**Task to carry out**:
Search the entries for the word "reqwest" and report each line that has it.

-----

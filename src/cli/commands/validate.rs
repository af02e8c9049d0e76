//! Validate config command implementation

use crate::config::load_config;
use clap::Args;

/// Arguments for the validate-config command
#[derive(Args, Debug)]
pub struct ValidateArgs {}

impl ValidateArgs {
    /// Execute the validate-config command
    pub async fn execute(&self, config_path: &str) -> anyhow::Result<i32> {
        tracing::info!(config_path = %config_path, "Validating configuration");

        println!("Validating configuration file: {config_path}");

        let config = match load_config(config_path) {
            Ok(config) => config,
            Err(e) => {
                println!("Configuration is invalid");
                println!("   Error: {e}");
                return Ok(2);
            }
        };

        println!("Configuration is valid");
        println!();
        println!("Configuration Summary:");
        println!("  Log Level: {}", config.application.log_level);
        println!("  PDS Mailbox: {} -> {}", config.mesh.pds.mailbox_id, config.mesh.pds.recipient_mailbox_id);
        println!("  PDS Workflow: {}", config.mesh.pds.workflow_id);
        println!("  NDOP Mailbox: {} -> {}", config.mesh.ndop.mailbox_id, config.mesh.ndop.recipient_mailbox_id);
        println!("  NDOP Workflow: {}", config.mesh.ndop.workflow_id);
        println!("  FHIR Service: {}", config.fhir.base_url);
        println!("  Template Image: {}", config.fhir.template_image);
        println!("  Cache TTL: {}h", config.cache.ttl_hours);
        Ok(0)
    }
}
//! FHIR data hub client
//!
//! [`FhirStore`] is the seam the reconciliation services depend on:
//! paginated patient search with cursor continuation, `$convert-data`, and
//! transactional commit. [`DataHubFhirClient`] is the reqwest
//! implementation against the hub's REST API.

use crate::adapters::fhir::models::{convert_data_payload, Bundle, ConvertDataRequest};
use crate::config::FhirConfig;
use crate::domain::{FhirError, Result};
use async_trait::async_trait;
use reqwest::{Client, ClientBuilder};
use secrecy::ExposeSecret;
use std::time::Duration;
use uuid::Uuid;

/// Operations the bridge needs from the central FHIR store.
#[async_trait]
pub trait FhirStore: Send + Sync {
    /// Search all patients, returning the first page of at most `page_size`.
    async fn search_patients(&self, page_size: usize) -> Result<Bundle>;

    /// Fetch the next page of a search set via its continuation link.
    async fn continue_search(&self, current: &Bundle) -> Result<Bundle>;

    /// Convert wire-format data into a FHIR bundle via `$convert-data`.
    async fn convert_data(&self, request: ConvertDataRequest) -> Result<Bundle>;

    /// Commit a transaction bundle.
    async fn transaction(&self, bundle: Bundle) -> Result<Bundle>;
}

/// REST client for the FHIR data hub.
pub struct DataHubFhirClient {
    base_url: String,
    template_image: String,
    access_token: Option<String>,
    client: Client,
}

impl DataHubFhirClient {
    /// Create a client from configuration.
    pub fn new(config: &FhirConfig) -> Result<Self> {
        let client = ClientBuilder::new()
            .timeout(Duration::from_secs(config.timeout_seconds))
            .connect_timeout(Duration::from_secs(30))
            .build()
            .map_err(|e| FhirError::ConnectionFailed(e.to_string()))?;

        Ok(Self {
            base_url: config.base_url.trim_end_matches('/').to_string(),
            template_image: config.template_image.clone(),
            access_token: config
                .access_token
                .as_ref()
                .map(|token| token.expose_secret().to_string()),
            client,
        })
    }

    fn request(&self, builder: reqwest::RequestBuilder) -> reqwest::RequestBuilder {
        match &self.access_token {
            Some(token) => builder.header("Authorization", format!("Bearer {token}")),
            None => builder,
        }
    }

    async fn get_bundle(&self, url: &str) -> Result<Bundle> {
        let response = self
            .request(self.client.get(url))
            .send()
            .await
            .map_err(|e| FhirError::ConnectionFailed(e.to_string()))?;

        let status = response.status();
        if !status.is_success() {
            let body = response.text().await.unwrap_or_default();
            return Err(FhirError::SearchFailed(format!("{status}: {body}")).into());
        }

        response
            .json::<Bundle>()
            .await
            .map_err(|e| FhirError::InvalidResponse(e.to_string()).into())
    }
}

#[async_trait]
impl FhirStore for DataHubFhirClient {
    async fn search_patients(&self, page_size: usize) -> Result<Bundle> {
        let url = format!("{}/Patient?_count={page_size}", self.base_url);
        tracing::debug!(url = %url, "Searching patients in FHIR service");
        self.get_bundle(&url).await
    }

    async fn continue_search(&self, current: &Bundle) -> Result<Bundle> {
        let next = current.next_link().ok_or(FhirError::MissingNextLink)?;
        tracing::debug!(url = %next, "Continuing patient search");
        self.get_bundle(next).await
    }

    async fn convert_data(&self, request: ConvertDataRequest) -> Result<Bundle> {
        let template_name = request.template.name();
        tracing::info!(
            template = %template_name,
            data_type = %request.template.data_type,
            "Converting data with template"
        );

        let payload = convert_data_payload(
            &request.input_data,
            &request.template.data_type,
            &self.template_image,
            &template_name,
        );

        let url = format!("{}/$convert-data", self.base_url);
        let response = self
            .request(self.client.post(&url).json(&payload))
            .send()
            .await
            .map_err(|e| FhirError::ConnectionFailed(e.to_string()))?;

        let status = response.status();
        let body = response
            .text()
            .await
            .map_err(|e| FhirError::InvalidResponse(e.to_string()))?;

        if !status.is_success() {
            tracing::error!(status = %status, response = %body, "Error converting data");
            // A missing template is a deployment problem, not a retry candidate.
            let needle = format!("Template '{template_name}' not found");
            if body.to_lowercase().contains(&needle.to_lowercase()) {
                return Err(FhirError::TemplateNotFound(template_name).into());
            }
            return Err(FhirError::ConversionFailed {
                status: status.as_u16(),
                message: body,
            }
            .into());
        }

        serde_json::from_str::<Bundle>(&body)
            .map_err(|e| FhirError::InvalidResponse(format!("expected a Bundle: {e}")).into())
    }

    async fn transaction(&self, mut bundle: Bundle) -> Result<Bundle> {
        bundle.id = Some(Uuid::new_v4().to_string());

        tracing::info!(
            total = bundle.entry.len(),
            "Committing transaction bundle to FHIR service"
        );

        let response = self
            .request(self.client.post(&self.base_url).json(&bundle))
            .send()
            .await
            .map_err(|e| FhirError::ConnectionFailed(e.to_string()))?;

        let status = response.status();
        if !status.is_success() {
            let body = response.text().await.unwrap_or_default();
            return Err(FhirError::TransactionFailed(format!("{status}: {body}")).into());
        }

        response
            .json::<Bundle>()
            .await
            .map_err(|e| FhirError::InvalidResponse(e.to_string()).into())
    }
}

-----

**Written solution**:
//! transactional commit. [`DataHubFhirClient`] is the reqwest
use reqwest::{Client, ClientBuilder};
    fn request(&self, builder: reqwest::RequestBuilder) -> reqwest::RequestBuilder {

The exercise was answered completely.